Recent Work by Artists is a collaborative project investigating how artists’ workspace might function today – taking the form of installation, image production, office design, events and a catalogue.
Patterns of work are constantly shifting. Artists are now as likely to rent studios for the purposes of storage, sleep, exhibition, or administrative workspace as for fabricating actual material objects. Libraries are now designed for laptop research, group work, full-volume phone conferencing, and obligatory ‘quiet zones’; cafés function as hot-desking factories where power outlets, wifi, coffee and toilets form the basic ecosystem of labour. In new urban developments, productivity is a pivotal commodity, where work, leisure, and travel are choreographed in an endless circulation.
Domestic spaces look more and more like retail displays, while retail spaces have become social environments that are showrooms for online sales. A dinosaur retail model like Argos at first seems clunky and reliant on a logistics-heavy system and a monolith of catalogues with no products to be seen. On the flipside, Argos is ahead of its time with bars for buying and collecting, touch screens and minimal clutter. Can we read its ‘laminated book of dreams’ as a new code for no-collar labour?
As these spaces converge, the meaningful distinctions between production, consumption, economy and design can be blurred beyond recognition. What then, are the implications for artists’ work? We find ourselves at the intersection of these various transformations as they are literally under construction, questioning the inherent logic while at the same time trying to imagine new forms of collectivity and artistic production beyond the protocols of the everywhere office and the imperatives of creative work.

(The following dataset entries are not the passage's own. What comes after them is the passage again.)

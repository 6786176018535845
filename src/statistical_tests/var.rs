//! Intercept-free VAR(p) least-squares baseline.
//!
//! The nonlinearity test compares the functional-coefficient fit of each
//! series against this linear null: a plain vector autoregression with
//! constant coefficient matrices and no intercept, fit by ordinary least
//! squares on the same trimmed lagged design. Its fitted values also seed
//! the bootstrap's pseudo-series generation.
use crate::functional::core::design::LaggedDesign;
use crate::statistical_tests::errors::{NLError, NLResult};
use nalgebra::DMatrix;
use ndarray::Array2;

/// VarFit — least-squares VAR(p) fit on one trimmed design.
///
/// Fields
/// ------
/// - `coeffs`: stacked `K × K·p` coefficient matrix (lag-major blocks,
///   same layout as the functional field cells).
/// - `fitted` / `residuals`: `(T − max(p, d)) × K` arrays aligned with the
///   design rows.
#[derive(Debug, Clone, PartialEq)]
pub struct VarFit {
    pub coeffs: Array2<f64>,
    pub fitted: Array2<f64>,
    pub residuals: Array2<f64>,
}

/// Fit an intercept-free VAR(p) to one trimmed design by least squares.
///
/// Parameters
/// ----------
/// - `design`: trimmed lagged design of one series.
///
/// Returns
/// -------
/// `NLResult<VarFit>` with the stacked coefficients and aligned in-sample
/// fitted values and residuals.
///
/// Errors
/// ------
/// - [`NLError::SingularVarSystem`] when the normal equations have no
///   Cholesky factorization (collinear or degenerate lag columns).
pub(crate) fn fit_var(design: &LaggedDesign) -> NLResult<VarFit> {
    let n = design.n_rows();
    let k = design.dim();
    let kp = design.n_lag_cols();

    let mut x = DMatrix::<f64>::zeros(n, kp);
    let mut y = DMatrix::<f64>::zeros(n, k);
    for r in 0..n {
        for c in 0..kp {
            x[(r, c)] = design.predictors[[r, c]];
        }
        for c in 0..k {
            y[(r, c)] = design.responses[[r, c]];
        }
    }

    let gram = x.transpose() * &x;
    let rhs = x.transpose() * &y;
    let chol = gram.cholesky().ok_or(NLError::SingularVarSystem)?;
    let beta = chol.solve(&rhs);

    let mut coeffs = Array2::zeros((k, kp));
    for i in 0..k {
        for j in 0..kp {
            coeffs[[i, j]] = beta[(j, i)];
        }
    }

    let mut fitted = Array2::zeros((n, k));
    let mut residuals = Array2::zeros((n, k));
    for r in 0..n {
        let prediction = coeffs.dot(&design.predictors.row(r));
        for c in 0..k {
            fitted[[r, c]] = prediction[c];
            residuals[[r, c]] = design.responses[[r, c]] - prediction[c];
        }
    }

    Ok(VarFit { coeffs, fitted, residuals })
}

#[cfg(test)]
mod tests {
    use super::*;
    use crate::functional::core::shape::FarShape;
    use ndarray::{Array1, array};

    // -------------------------------------------------------------------------
    // Scope
    // -----
    // These tests cover:
    // - Exact coefficient recovery on noise-free linear data.
    // - The singular-system failure path.
    // -------------------------------------------------------------------------

    #[test]
    // Purpose
    // -------
    // Verify exact recovery and zero residuals on a noise-free VAR(1).
    //
    // Given
    // -----
    // - A bivariate rotation recursion y[t] = Φ y[t−1], 120 points.
    //
    // Expect
    // ------
    // - Coefficients match Φ to 1e-10; residuals vanish.
    fn fit_var_recovers_noise_free_coefficients_exactly() {
        // Arrange
        let phi = array![[0.6, -0.8], [0.8, 0.6]];
        let t_len = 120;
        let mut y = Array2::zeros((t_len, 2));
        y.row_mut(0).assign(&array![1.0, 0.5]);
        for t in 1..t_len {
            let prev = y.row(t - 1).to_owned();
            y.row_mut(t).assign(&phi.dot(&prev));
        }
        let u = Array1::zeros(t_len);
        let shape = FarShape::new(1, 1, t_len).expect("FAR(1, 1) valid");
        let design = LaggedDesign::build(y.view(), u.view(), &shape);

        // Act
        let fit = fit_var(&design).expect("VAR fit should succeed");

        // Assert
        for i in 0..2 {
            for j in 0..2 {
                assert!((fit.coeffs[[i, j]] - phi[[i, j]]).abs() < 1e-10);
            }
        }
        for &r in fit.residuals.iter() {
            assert!(r.abs() < 1e-10, "residual {r} should vanish");
        }
    }

    #[test]
    // Purpose
    // -------
    // Ensure an all-zero series produces a singular-system error rather
    // than a panic.
    //
    // Given
    // -----
    // - A univariate zero series of length 30.
    //
    // Expect
    // ------
    // - `NLError::SingularVarSystem`.
    fn fit_var_reports_singular_system_on_zero_series() {
        // Arrange
        let y = Array2::zeros((30, 1));
        let u = Array1::zeros(30);
        let shape = FarShape::new(1, 1, 30).expect("FAR(1, 1) valid");
        let design = LaggedDesign::build(y.view(), u.view(), &shape);

        // Act & Assert
        assert_eq!(fit_var(&design).unwrap_err(), NLError::SingularVarSystem);
    }
}
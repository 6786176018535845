//! evaluation — out-of-sample model scoring.
//!
//! Purpose
//! -------
//! House the rolling-origin accumulated prediction error ([`ape`]), the
//! cross-validation score used to choose the autoregressive order, the
//! reference lag, and the bandwidth before a final panel fit.

pub mod ape;
pub mod errors;

// ---- Re-exports (primary public surface) ----------------------------------

pub use self::ape::ape;
pub use self::errors::{ApeError, ApeResult};

// ---- Optional convenience prelude for downstream crates -------------------

pub mod prelude {
    pub use super::ape::ape;
    pub use super::errors::{ApeError, ApeResult};
}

Recent Work By Artists is a renovation of the current site of Auto Italia, landscaping a production space within which to re-imagine the material conditions of artists’ work. The exhibition functions as a co-working space and studio for online, print, social, and sculptural production. The collaboratively designed space hosts events and discussions, a daily work environment, and on-going research, supplemented by refreshments and environmental controls selected for productivity. A catalogue of work, both performed and produced, marks the end of the project.
Recent Work by Artists continued through a series of month-long online residencies on the RWBA Blog. The blog was an alternative space to develop conversations, new artwork and distribute research around the themes of creative labour, co-working practices and work space design, and includes contributions from Rachel Pimm, Tim Ivison, Julia Tcharfas and George Moustakas.